DTE to Cut Spending in Response to Pandemic

DTE Energy said Tuesday that it will cut $60 million in operations and maintenance expenses to counteract sagging energy sales caused by social distancing measures in Michigan.

CEO Jerry Norcia said he expects lower electricity sales from the state’s COVID-19 pandemic shutdown to shave anywhere from $30 million to $50 million off DTE’s 2020 operating earnings. The company’s estimates are based on Michigan starting to return to work in mid-May.

“We have spent a lot of time over the last few weeks understanding the potential financial impacts of the pandemic [and] building and implementing a plan to react to these challenges,” Norcia said during an earnings call.

CFO Peter Oleksiak said operating earnings for the first quarter were $320 million ($1.66/share) compared to the $374 million ($2.05/share) earned in the first quarter of 2019.

The lower earnings were also attributable to a mild winter in the utility’s territory.

“Overall, this quarter was warmer than normal and was the sixth warmest on record. DTE Electric earnings were $94 million for the quarter, which was $53 million lower than in 2019,” Oleksiak said.

Norcia said that while DTE’s financial team was updating its year-end forecast, it found that higher winter temperatures along with “potential sales impacts and additional costs associated with COVID-19” dashed its 2020 financial plan.

“These changes are larger than the contingency that we normally carry in our annual plan. When we rolled all of this up, we saw $60 million of earnings pressure that we needed to offset,” he said.

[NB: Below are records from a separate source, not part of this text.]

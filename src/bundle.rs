//! Job bundles: the three documents describing one submission, written
//! side by side into a directory.

use std::fs;

use camino::Utf8Path;
use serde::Serialize;
use serde::de::DeserializeOwned;

use crate::assets::{self, AssetReferences, AssetReferencesFile};
use crate::config::SubmitterSettings;
use crate::error::{BundleError, SubmitError};
use crate::graph::StepGraph;
use crate::host::{Host, Node};
use crate::params::{self, ParameterValues};
use crate::template::{self, JobTemplate};

pub const TEMPLATE_FILE: &str = "template.yaml";
pub const PARAMETER_VALUES_FILE: &str = "parameter_values.yaml";
pub const ASSET_REFERENCES_FILE: &str = "asset_references.yaml";

#[derive(Debug, Clone, PartialEq)]
pub struct JobBundle {
    pub template: JobTemplate,
    pub parameter_values: ParameterValues,
    pub asset_references: AssetReferences,
}

impl JobBundle {
    /// Compiles the bundle of the submitting operator `rop`. The asset
    /// references are the ones the user confirmed on the operator.
    pub fn compile<H>(host: &H, rop: &str, settings: &SubmitterSettings) -> Result<Self, SubmitError>
    where
        H: Host + ?Sized,
    {
        let node = Node::new(host, rop);
        let steps = StepGraph::extract(host, rop, &settings.submitter_node_types)?;

        Ok(Self {
            template: template::compile(&node, &steps, settings)?,
            parameter_values: params::compile(&node)?,
            asset_references: assets::from_node_lists(&node)?,
        })
    }

    /// Writes the bundle into `dir`, creating it if needed. A failure part
    /// way through leaves the files written so far in place.
    pub fn write(&self, dir: &Utf8Path) -> Result<(), BundleError> {
        fs::create_dir_all(dir).map_err(|err| BundleError::Io(dir.to_path_buf(), err))?;

        write_yaml(dir, TEMPLATE_FILE, &self.template)?;
        write_yaml(dir, PARAMETER_VALUES_FILE, &self.parameter_values)?;
        write_yaml(dir, ASSET_REFERENCES_FILE, &self.asset_references.to_document())?;

        tracing::info!(%dir, job = %self.template.name, "wrote job bundle");
        Ok(())
    }

    /// Reads a bundle previously written by [`JobBundle::write`].
    pub fn read(dir: &Utf8Path) -> Result<Self, BundleError> {
        let references: AssetReferencesFile = read_yaml(dir, ASSET_REFERENCES_FILE)?;

        Ok(Self {
            template: read_yaml(dir, TEMPLATE_FILE)?,
            parameter_values: read_yaml(dir, PARAMETER_VALUES_FILE)?,
            asset_references: references.into(),
        })
    }
}

fn write_yaml<T>(dir: &Utf8Path, name: &'static str, document: &T) -> Result<(), BundleError>
where
    T: Serialize,
{
    let text = serde_yaml::to_string(document).map_err(|err| BundleError::Yaml(name, err))?;
    let path = dir.join(name);
    fs::write(&path, text).map_err(|err| BundleError::Io(path, err))
}

fn read_yaml<T>(dir: &Utf8Path, name: &'static str) -> Result<T, BundleError>
where
    T: DeserializeOwned,
{
    let path = dir.join(name);
    let text = fs::read_to_string(&path).map_err(|err| BundleError::Io(path, err))?;
    serde_yaml::from_str(&text).map_err(|err| BundleError::Yaml(name, err))
}

#[cfg(test)]
mod tests {
    use camino::Utf8PathBuf;
    use pretty_assertions::assert_eq;

    use super::*;
    use crate::assets::INPUT_FILENAMES;
    use crate::host::fake::FakeHost;

    const SUBMITTER: &str = "/out/deadline_cloud1";

    fn scene() -> FakeHost {
        FakeHost::new()
            .with_submitter(SUBMITTER)
            .with_node("/out/mantra1", "Driver", "ifd")
            .with_list(SUBMITTER, INPUT_FILENAMES, &["/proj/shot.hip"])
            .with_plan(
                SUBMITTER,
                "0 [ ] /out/mantra1 \t( 1 4 1 )\n1 [ 0 ] /out/deadline_cloud1 \t( 1 )\n",
            )
    }

    #[test]
    fn test_compile() {
        let bundle = JobBundle::compile(&scene(), SUBMITTER, &SubmitterSettings::default()).unwrap();

        assert_eq!(bundle.template.steps.len(), 1);
        assert_eq!(bundle.parameter_values.parameter_values.len(), 4);
        assert_eq!(bundle.asset_references.input_filenames.len(), 1);
    }

    #[test]
    fn test_compile_host_failure() {
        let host = scene().with_failing_plan(SUBMITTER, "Error: unknown node");

        let result = JobBundle::compile(&host, SUBMITTER, &SubmitterSettings::default());

        assert!(matches!(result, Err(SubmitError::Extract(_))));
    }

    #[test]
    fn test_write_and_read() {
        let dir = tempfile::tempdir().unwrap();
        let dir = Utf8PathBuf::from_path_buf(dir.path().join("bundle")).unwrap();
        let bundle = JobBundle::compile(&scene(), SUBMITTER, &SubmitterSettings::default()).unwrap();

        bundle.write(&dir).unwrap();

        for name in [TEMPLATE_FILE, PARAMETER_VALUES_FILE, ASSET_REFERENCES_FILE] {
            assert!(dir.join(name).is_file(), "{name} missing");
        }
        let text = fs::read_to_string(dir.join(TEMPLATE_FILE)).unwrap();
        assert!(text.starts_with("specificationVersion: jobtemplate-2023-09\n"));

        assert_eq!(JobBundle::read(&dir).unwrap(), bundle);
    }

    #[test]
    fn test_write_into_file_fails() {
        let file = tempfile::NamedTempFile::new().unwrap();
        let path = Utf8PathBuf::from_path_buf(file.path().to_path_buf()).unwrap();
        let bundle = JobBundle::compile(&scene(), SUBMITTER, &SubmitterSettings::default()).unwrap();

        assert!(matches!(bundle.write(&path), Err(BundleError::Io(p, _)) if p == path));
    }
}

The $60 million reduction in spending will involve “a list of one-time items to reduce cost in the near term that are not sustainable over the long-term.” DTE will freeze hiring, minimize overtime, tap its own employees for some consultancy and contract work, and cut business travel, Norcia said.

DTE Energy spending
A DTE Energy essential employee during the pandemic | DTE

He also said DTE will “postpone nonessential work, always with maintaining safety as our highest priority.”

“With all these lean actions, I am confident we will achieve our financial goals for the year without sacrificing safety or customer service,” Norcia said.

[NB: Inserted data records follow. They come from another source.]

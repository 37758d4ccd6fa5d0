//! Job template documents and the compiler that produces them from a step
//! graph.
//!
//! The documents mirror the external job description schema
//! (`jobtemplate-2023-09`) field for field. This crate only emits them; it
//! does not validate against the schema.

use std::collections::BTreeMap;

use serde::{Deserialize, Serialize};

use crate::config::SubmitterSettings;
use crate::environment::{self, InitData};
use crate::error::SubmitError;
use crate::graph::{RenderStep, StepGraph};
use crate::host::{Host, Node};
use crate::params;

pub const SPECIFICATION_VERSION: &str = "jobtemplate-2023-09";

/// Name of the job parameter holding the scene file.
pub const SCENE_PARAMETER: &str = "HipFile";

/// Name of the per-step task parameter.
pub const FRAME_PARAMETER: &str = "Frame";

#[derive(Debug, Clone, PartialEq, Serialize, Deserialize)]
#[serde(rename_all = "camelCase")]
pub struct JobTemplate {
    pub specification_version: String,
    pub name: String,
    #[serde(default, skip_serializing_if = "Option::is_none")]
    pub description: Option<String>,
    #[serde(default)]
    pub parameter_definitions: Vec<ParameterDefinition>,
    pub steps: Vec<StepTemplate>,
    #[serde(default, skip_serializing_if = "Vec::is_empty")]
    pub job_environments: Vec<EnvironmentTemplate>,
}

impl JobTemplate {
    pub fn step(&self, name: &str) -> Option<&StepTemplate> {
        self.steps.iter().find(|step| step.name == name)
    }
}

#[derive(Debug, Clone, Copy, PartialEq, Eq, Serialize, Deserialize)]
#[serde(rename_all = "SCREAMING_SNAKE_CASE")]
pub enum ParameterType {
    Int,
    Float,
    String,
    Path,
}

#[derive(Debug, Clone, Copy, PartialEq, Eq, Serialize, Deserialize)]
#[serde(rename_all = "SCREAMING_SNAKE_CASE")]
pub enum ObjectType {
    File,
    Directory,
}

#[derive(Debug, Clone, Copy, PartialEq, Eq, Serialize, Deserialize)]
#[serde(rename_all = "SCREAMING_SNAKE_CASE")]
pub enum DataFlow {
    None,
    In,
    Out,
    Inout,
}

/// A job parameter definition. Keys this crate does not model (user
/// interface hints, limits, descriptions) survive a round trip in `extra`.
#[derive(Debug, Clone, PartialEq, Serialize, Deserialize)]
#[serde(rename_all = "camelCase")]
pub struct ParameterDefinition {
    pub name: String,
    #[serde(rename = "type")]
    pub kind: ParameterType,
    #[serde(default, skip_serializing_if = "Option::is_none")]
    pub object_type: Option<ObjectType>,
    #[serde(default, skip_serializing_if = "Option::is_none")]
    pub data_flow: Option<DataFlow>,
    #[serde(default, skip_serializing_if = "Option::is_none")]
    pub default: Option<serde_json::Value>,
    #[serde(flatten)]
    pub extra: serde_json::Map<String, serde_json::Value>,
}

impl ParameterDefinition {
    /// The scene file parameter, defaulting to the open scene.
    pub fn scene_file(path: impl Into<String>) -> Self {
        Self {
            name: SCENE_PARAMETER.to_string(),
            kind: ParameterType::Path,
            object_type: Some(ObjectType::File),
            data_flow: Some(DataFlow::In),
            default: Some(serde_json::Value::String(path.into())),
            extra: serde_json::Map::new(),
        }
    }
}

#[derive(Debug, Clone, PartialEq, Serialize, Deserialize)]
#[serde(rename_all = "camelCase")]
pub struct StepTemplate {
    pub name: String,
    pub parameter_space: ParameterSpace,
    #[serde(default, skip_serializing_if = "Vec::is_empty")]
    pub step_environments: Vec<EnvironmentTemplate>,
    pub script: StepScript,
    #[serde(default, skip_serializing_if = "Option::is_none")]
    pub dependencies: Option<Vec<StepDependency>>,
}

#[derive(Debug, Clone, PartialEq, Serialize, Deserialize)]
#[serde(rename_all = "camelCase")]
pub struct ParameterSpace {
    pub task_parameter_definitions: Vec<TaskParameterDefinition>,
}

#[derive(Debug, Clone, PartialEq, Serialize, Deserialize)]
pub struct TaskParameterDefinition {
    pub name: String,
    #[serde(rename = "type")]
    pub kind: ParameterType,
    pub range: Vec<i64>,
}

#[derive(Debug, Clone, PartialEq, Serialize, Deserialize)]
#[serde(rename_all = "camelCase")]
pub struct StepScript {
    #[serde(default, skip_serializing_if = "Vec::is_empty")]
    pub embedded_files: Vec<EmbeddedFile>,
    pub actions: StepActions,
}

#[derive(Debug, Clone, PartialEq, Serialize, Deserialize)]
#[serde(rename_all = "camelCase")]
pub struct StepActions {
    pub on_run: Action,
}

#[derive(Debug, Clone, PartialEq, Serialize, Deserialize)]
#[serde(rename_all = "camelCase")]
pub struct StepDependency {
    pub depends_on: String,
}

/// Setup and teardown shared by one or more steps.
#[derive(Debug, Clone, PartialEq, Serialize, Deserialize)]
#[serde(rename_all = "camelCase")]
pub struct EnvironmentTemplate {
    pub name: String,
    #[serde(default, skip_serializing_if = "Option::is_none")]
    pub description: Option<String>,
    #[serde(default, skip_serializing_if = "Option::is_none")]
    pub script: Option<EnvironmentScript>,
    #[serde(default, skip_serializing_if = "BTreeMap::is_empty")]
    pub variables: BTreeMap<String, String>,
}

#[derive(Debug, Clone, PartialEq, Serialize, Deserialize)]
#[serde(rename_all = "camelCase")]
pub struct EnvironmentScript {
    #[serde(default, skip_serializing_if = "Vec::is_empty")]
    pub embedded_files: Vec<EmbeddedFile>,
    pub actions: EnvironmentActions,
}

#[derive(Debug, Clone, PartialEq, Serialize, Deserialize)]
#[serde(rename_all = "camelCase")]
pub struct EnvironmentActions {
    #[serde(default, skip_serializing_if = "Option::is_none")]
    pub on_enter: Option<Action>,
    #[serde(default, skip_serializing_if = "Option::is_none")]
    pub on_exit: Option<Action>,
}

#[derive(Debug, Clone, Copy, PartialEq, Eq, Serialize, Deserialize)]
#[serde(rename_all = "SCREAMING_SNAKE_CASE")]
pub enum EmbeddedFileType {
    Text,
}

#[derive(Debug, Clone, PartialEq, Serialize, Deserialize)]
pub struct EmbeddedFile {
    pub name: String,
    #[serde(default, skip_serializing_if = "Option::is_none")]
    pub filename: Option<String>,
    #[serde(rename = "type")]
    pub kind: EmbeddedFileType,
    #[serde(default, skip_serializing_if = "Option::is_none")]
    pub runnable: Option<bool>,
    pub data: String,
}

impl EmbeddedFile {
    pub fn text(name: impl Into<String>, filename: impl Into<String>, data: String) -> Self {
        Self {
            name: name.into(),
            filename: Some(filename.into()),
            kind: EmbeddedFileType::Text,
            runnable: None,
            data,
        }
    }
}

#[derive(Debug, Clone, PartialEq, Serialize, Deserialize)]
pub struct Action {
    pub command: String,
    #[serde(default, skip_serializing_if = "Vec::is_empty")]
    pub args: Vec<String>,
    #[serde(default, skip_serializing_if = "Option::is_none")]
    pub timeout: Option<u64>,
    #[serde(default, skip_serializing_if = "Option::is_none")]
    pub cancelation: Option<Cancelation>,
}

#[derive(Debug, Clone, Copy, PartialEq, Eq, Serialize, Deserialize)]
pub struct Cancelation {
    pub mode: CancelationMode,
}

#[derive(Debug, Clone, Copy, PartialEq, Eq, Serialize, Deserialize)]
#[serde(rename_all = "SCREAMING_SNAKE_CASE")]
pub enum CancelationMode {
    Terminate,
    /// Ask the process to shut down, kill it after the grace period.
    NotifyThenTerminate,
}

/// Compiles the job template for the submitting operator `node` from its
/// extracted `steps`.
pub fn compile<H>(
    node: &Node<'_, H>,
    steps: &StepGraph,
    settings: &SubmitterSettings,
) -> Result<JobTemplate, SubmitError>
where
    H: Host + ?Sized,
{
    let name = node.eval_str("name")?;
    let description = node.eval_str("description")?;
    let separate_steps = node.eval_bool("separate_steps")?;

    if steps.is_empty() {
        return Err(SubmitError::NoSteps(node.path().to_string()));
    }

    let host = node.host();
    let mut parameter_definitions = params::queue_parameter_definitions(node)?;
    parameter_definitions.push(ParameterDefinition::scene_file(host.scene_file()));

    let version = host.app_version();
    let selected: Vec<&RenderStep> = if separate_steps {
        steps.steps().collect()
    } else {
        steps.first().into_iter().collect()
    };

    let step_templates = selected
        .into_iter()
        .map(|step| {
            let init = InitData {
                render_node: &step.rop,
                version: &version,
                ignore_input_nodes: separate_steps,
            };

            // Siblings only exist in the template when every step is emitted.
            let dependencies = (separate_steps && !step.deps.is_empty()).then(|| {
                steps
                    .dependencies(step)
                    .map(|dep| StepDependency {
                        depends_on: dep.name.clone(),
                    })
                    .collect()
            });

            StepTemplate {
                name: step.name.clone(),
                parameter_space: ParameterSpace {
                    task_parameter_definitions: vec![TaskParameterDefinition {
                        name: FRAME_PARAMETER.to_string(),
                        kind: ParameterType::Int,
                        range: step.frames.frames(),
                    }],
                },
                step_environments: vec![environment::render_environment(init.to_embedded_file())],
                script: StepScript {
                    embedded_files: vec![environment::run_data(&step.rop)],
                    actions: StepActions {
                        on_run: environment::run_action(),
                    },
                },
                dependencies,
            }
        })
        .collect();

    let mut template = JobTemplate {
        specification_version: SPECIFICATION_VERSION.to_string(),
        name,
        description: Some(description).filter(|d| !d.is_empty()),
        parameter_definitions,
        steps: step_templates,
        job_environments: Vec::new(),
    };

    if node.eval_bool("include_adaptor_wheels")? {
        let wheels = node.eval_str("adaptor_wheels")?;
        environment::apply_adaptor_override(
            &mut template,
            &wheels,
            settings.adaptor_override_environment.as_deref(),
        )?;
    }

    tracing::debug!(
        job = %template.name,
        steps = template.steps.len(),
        separate_steps,
        "compiled job template"
    );

    Ok(template)
}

Residential load has “been stronger with more people at home,” increasing 10 to 11%, while commercial has dropped by 16 to 18% and industrial has fallen 40 to 46%, according to the CEO.

“We believe we have seen the bottom for our load at this point. Michigan remains under the stay-at-home order with only essential businesses operating, and our load has been pretty consistent over the last several weeks,” Norcia said.

For the entire year, Norcia said DTE projects a 3 to 4% increase ($40 million to $50 million) in residential electricity sales, a 6 to 9% decline ($50 million $75 million) in commercial sales and an 18 to 22% decline ($20 million to $25 million) in industrial sales.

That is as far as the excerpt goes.